*** Block opens ***
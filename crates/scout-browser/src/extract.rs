//! Extractor scripts and the shapes of the data they return.
//!
//! Scripts run in the page and return plain JSON. Counts may come back as
//! display text (`"12.5K"`) or numbers; both deserialize into `u64`.

use crate::error::{BrowserError, Result};
use scout_core::parse::parse_human_number;
use scout_core::Platform;
use serde::{Deserialize, Deserializer};

/// Which extractor to run against the current document.
#[derive(Debug, Clone, Copy, PartialEq, Eq)]
pub enum ExtractorSpec {
    /// Accounts visible in a scrolling feed (reels or tag page)
    FeedCandidates(Platform),
    /// Fields of a profile page
    ProfileFields(Platform),
}

impl ExtractorSpec {
    /// JavaScript expression evaluated in the page.
    pub fn script(&self) -> &'static str {
        match self {
            Self::FeedCandidates(Platform::Instagram) => INSTAGRAM_FEED_JS,
            Self::FeedCandidates(Platform::LinkedIn) => LINKEDIN_FEED_JS,
            Self::ProfileFields(Platform::Instagram) => INSTAGRAM_PROFILE_JS,
            Self::ProfileFields(Platform::LinkedIn) => LINKEDIN_PROFILE_JS,
        }
    }
}

/// One account seen in a feed.
#[derive(Debug, Clone, Default, PartialEq, Eq, Deserialize)]
pub struct RawCandidate {
    pub handle: String,
    #[serde(default)]
    pub display_name: Option<String>,
    #[serde(default)]
    pub bio: Option<String>,
    #[serde(default, deserialize_with = "count")]
    pub followers: Option<u64>,
}

/// Fields read from a profile page.
#[derive(Debug, Clone, Default, PartialEq, Eq, Deserialize)]
pub struct RawProfile {
    #[serde(default)]
    pub display_name: Option<String>,
    #[serde(default)]
    pub bio: Option<String>,
    #[serde(default)]
    pub location: Option<String>,
    #[serde(default, deserialize_with = "count")]
    pub followers: Option<u64>,
    #[serde(default, deserialize_with = "count")]
    pub following: Option<u64>,
    #[serde(default, deserialize_with = "count")]
    pub posts: Option<u64>,
    #[serde(default)]
    pub avatar_url: Option<String>,
    #[serde(default)]
    pub recent_posts: Vec<RawPost>,
}

impl RawProfile {
    /// Whether the page yielded nothing that identifies a profile.
    pub fn is_empty(&self) -> bool {
        self.display_name.as_deref().map_or(true, str::is_empty)
            && self.bio.as_deref().map_or(true, str::is_empty)
            && self.followers.is_none()
    }
}

/// A post link read from a profile page.
#[derive(Debug, Clone, Default, PartialEq, Eq, Deserialize)]
pub struct RawPost {
    pub url: String,
    #[serde(default)]
    pub timestamp: Option<String>,
    #[serde(default, deserialize_with = "count")]
    pub likes: Option<u64>,
    #[serde(default, deserialize_with = "count")]
    pub comments: Option<u64>,
    #[serde(default)]
    pub caption: Option<String>,
}

/// Decode feed extractor output. `null` means nothing was visible.
pub fn parse_feed(value: serde_json::Value) -> Result<Vec<RawCandidate>> {
    if value.is_null() {
        return Ok(Vec::new());
    }
    serde_json::from_value(value)
        .map_err(|e| BrowserError::ExtractionError(format!("unexpected feed data: {e}")))
}

/// Decode profile extractor output.
pub fn parse_profile(value: serde_json::Value) -> Result<RawProfile> {
    if value.is_null() {
        return Err(BrowserError::ExtractionError(
            "no profile data on page".to_string(),
        ));
    }
    let profile: RawProfile = serde_json::from_value(value)
        .map_err(|e| BrowserError::ExtractionError(format!("unexpected profile data: {e}")))?;
    if profile.is_empty() {
        return Err(BrowserError::ExtractionError(
            "profile page had no identifying fields".to_string(),
        ));
    }
    Ok(profile)
}

#[allow(clippy::cast_possible_truncation, clippy::cast_sign_loss)]
fn count<'de, D>(deserializer: D) -> std::result::Result<Option<u64>, D::Error>
where
    D: Deserializer<'de>,
{
    #[derive(Deserialize)]
    #[serde(untagged)]
    enum Count {
        Number(u64),
        Float(f64),
        Text(String),
    }

    Ok(match Option::<Count>::deserialize(deserializer)? {
        Some(Count::Number(n)) => Some(n),
        Some(Count::Float(f)) if f.is_finite() && f >= 0.0 => Some(f.round() as u64),
        Some(Count::Text(text)) => parse_human_number(&text),
        Some(Count::Float(_)) | None => None,
    })
}

const INSTAGRAM_FEED_JS: &str = r#"(() => {
    const reserved = new Set(['p', 'reel', 'reels', 'explore', 'stories', 'accounts', 'direct']);
    const seen = new Set();
    const out = [];
    const containers = document.querySelectorAll('article, [data-testid="reel-item"]');
    containers.forEach(container => {
        container.querySelectorAll('a[href^="/"]').forEach(link => {
            const parts = (link.getAttribute('href') || '').split('/').filter(Boolean);
            if (parts.length !== 1) return;
            const handle = parts[0].replace('@', '');
            if (!handle || reserved.has(handle) || seen.has(handle)) return;
            seen.add(handle);
            out.push({ handle: handle, display_name: (link.textContent || '').trim() || null });
        });
    });
    return out;
})()"#;

const LINKEDIN_FEED_JS: &str = r#"(() => {
    const seen = new Set();
    const out = [];
    document.querySelectorAll('a[href*="/in/"]').forEach(link => {
        const match = (link.getAttribute('href') || '').match(/\/in\/([^\/?]+)/);
        if (!match || seen.has(match[1])) return;
        seen.add(match[1]);
        out.push({ handle: match[1], display_name: (link.textContent || '').trim() || null });
    });
    return out;
})()"#;

const INSTAGRAM_PROFILE_JS: &str = r#"(() => {
    const meta = name => {
        const el = document.querySelector(`meta[property="${name}"]`);
        return el ? el.content : null;
    };
    const text = selector => {
        const el = document.querySelector(selector);
        return el ? el.textContent.trim() : null;
    };
    const title = meta('og:title');
    const posts = Array.from(document.querySelectorAll('a[href*="/p/"], a[href*="/reel/"]'))
        .slice(0, 12)
        .map(a => ({ url: new URL(a.getAttribute('href'), location.origin).href }));
    return {
        display_name: title ? title.split(' (@')[0] : null,
        bio: meta('og:description'),
        followers: text('a[href*="/followers/"] span'),
        following: text('a[href*="/following/"] span'),
        posts: text('header li span'),
        avatar_url: meta('og:image'),
        recent_posts: posts
    };
})()"#;

const LINKEDIN_PROFILE_JS: &str = r#"(() => {
    const text = selector => {
        const el = document.querySelector(selector);
        return el ? el.textContent.trim() : '';
    };
    const headline = text('.text-body-medium.break-words');
    const summary = text('.pv-about-section .pv-about__summary-text');
    const avatar = document.querySelector('img.pv-top-card-profile-picture__image');
    return {
        display_name: text('h1.text-heading-xlarge') || null,
        bio: [headline, summary].filter(Boolean).join('\n') || null,
        location: text('.text-body-small.inline.t-black--light.break-words') || null,
        followers: text('.pv-top-card--list-bullet li:first-child span') || null,
        avatar_url: avatar ? avatar.src : null,
        recent_posts: []
    };
})()"#;
//! Instagram Graph API client.

use crate::client::{get_json, http_client, ApiProfile, ProfileApi};
use crate::error::Result;
use async_trait::async_trait;
use reqwest::Client;
use scout_core::parse::{parse_timestamp, truncate_caption};
use scout_core::{Handle, Platform, Post};
use serde::Deserialize;
use url::Url;

const PROFILE_FIELDS: &str =
    "id,username,biography,followers_count,follows_count,media_count,profile_picture_url,website";
const MEDIA_FIELDS: &str =
    "id,media_type,media_url,permalink,timestamp,caption,like_count,comments_count";

/// Instagram Graph API client.
pub struct InstagramGraphClient {
    access_token: String,
    client: Client,
    base_url: String,
}

impl InstagramGraphClient {
    /// Create a client against the public Graph API.
    ///
    /// # Errors
    /// Returns error if the HTTP client cannot be created.
    pub fn new(access_token: impl Into<String>) -> Result<Self> {
        Self::with_base_url(access_token, "https://graph.instagram.com/v18.0")
    }

    /// Create a client against a custom base URL.
    ///
    /// # Errors
    /// Returns error if the HTTP client cannot be created.
    pub fn with_base_url(
        access_token: impl Into<String>,
        base_url: impl Into<String>,
    ) -> Result<Self> {
        Ok(Self {
            access_token: access_token.into(),
            client: http_client(None)?,
            base_url: base_url.into().trim_end_matches('/').to_string(),
        })
    }

    /// Send this client's requests through `proxy`.
    ///
    /// # Errors
    /// Returns error if the proxy URL is rejected by the HTTP client.
    pub fn with_proxy(mut self, proxy: &Url) -> Result<Self> {
        self.client = http_client(Some(proxy))?;
        Ok(self)
    }

    fn profile_from_response(raw: serde_json::Value) -> Option<ApiProfile> {
        let user: GraphUser = serde_json::from_value(raw.clone()).ok()?;
        Some(ApiProfile {
            display_name: user.username,
            bio: user.biography.filter(|b| !b.is_empty()),
            location: None,
            follower_count: user.followers_count,
            following_count: user.follows_count,
            post_count: user.media_count,
            avatar_url: user.profile_picture_url.filter(|u| !u.is_empty()),
            raw,
        })
    }

    fn posts_from_media(media: Vec<GraphMedia>) -> Vec<Post> {
        media
            .into_iter()
            .filter_map(|m| {
                Some(Post {
                    url: m.permalink.filter(|p| !p.is_empty())?,
                    timestamp: m.timestamp.as_deref().and_then(parse_timestamp),
                    likes: m.like_count,
                    comments: m.comments_count,
                    caption: m.caption.as_deref().map(truncate_caption),
                    engagement_rate: None,
                })
            })
            .collect()
    }
}

#[async_trait]
impl ProfileApi for InstagramGraphClient {
    fn platform(&self) -> Platform {
        Platform::Instagram
    }

    async fn resolve_identity(&self, handle: &Handle) -> Result<Option<String>> {
        let request = self
            .client
            .get(format!("{}/{}", self.base_url, handle.as_str()))
            .query(&[("fields", "id"), ("access_token", self.access_token.as_str())]);

        let body: Option<GraphId> = get_json(Platform::Instagram, request).await?;
        Ok(body.and_then(|b| b.id).filter(|id| !id.is_empty()))
    }

    async fn fetch_profile(&self, id: &str) -> Result<Option<ApiProfile>> {
        let request = self
            .client
            .get(format!("{}/{id}", self.base_url))
            .query(&[
                ("fields", PROFILE_FIELDS),
                ("access_token", self.access_token.as_str()),
            ]);

        let body: Option<serde_json::Value> = get_json(Platform::Instagram, request).await?;
        Ok(body.and_then(Self::profile_from_response))
    }

    async fn fetch_recent_content(&self, id: &str, limit: usize) -> Result<Vec<Post>> {
        let limit = limit.to_string();
        let request = self
            .client
            .get(format!("{}/{id}/media", self.base_url))
            .query(&[
                ("fields", MEDIA_FIELDS),
                ("limit", limit.as_str()),
                ("access_token", self.access_token.as_str()),
            ]);

        let body: Option<GraphList<GraphMedia>> = get_json(Platform::Instagram, request).await?;
        Ok(body.map(|b| Self::posts_from_media(b.data)).unwrap_or_default())
    }
}

// Graph API types

#[derive(Debug, Deserialize)]
struct GraphId {
    id: Option<String>,
}

#[derive(Debug, Deserialize)]
struct GraphUser {
    username: Option<String>,
    biography: Option<String>,
    followers_count: Option<u64>,
    follows_count: Option<u64>,
    media_count: Option<u64>,
    profile_picture_url: Option<String>,
}

#[derive(Debug, Deserialize)]
struct GraphList<T> {
    #[serde(default = "Vec::new")]
    data: Vec<T>,
}

#[derive(Debug, Deserialize)]
struct GraphMedia {
    permalink: Option<String>,
    timestamp: Option<String>,
    caption: Option<String>,
    like_count: Option<u64>,
    comments_count: Option<u64>,
}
*** Block closes ***
#### What to work on
Up to and including the line with "or numbers; both", print every line of the material above, starting from its first line, exactly.

#### Exercise result
filename crates/scout-browser/src/extract.rs
//! Extractor scripts and the shapes of the data they return.
//!
//! Scripts run in the page and return plain JSON. Counts may come back as
//! display text (`"12.5K"`) or numbers; both deserialize into `u64`.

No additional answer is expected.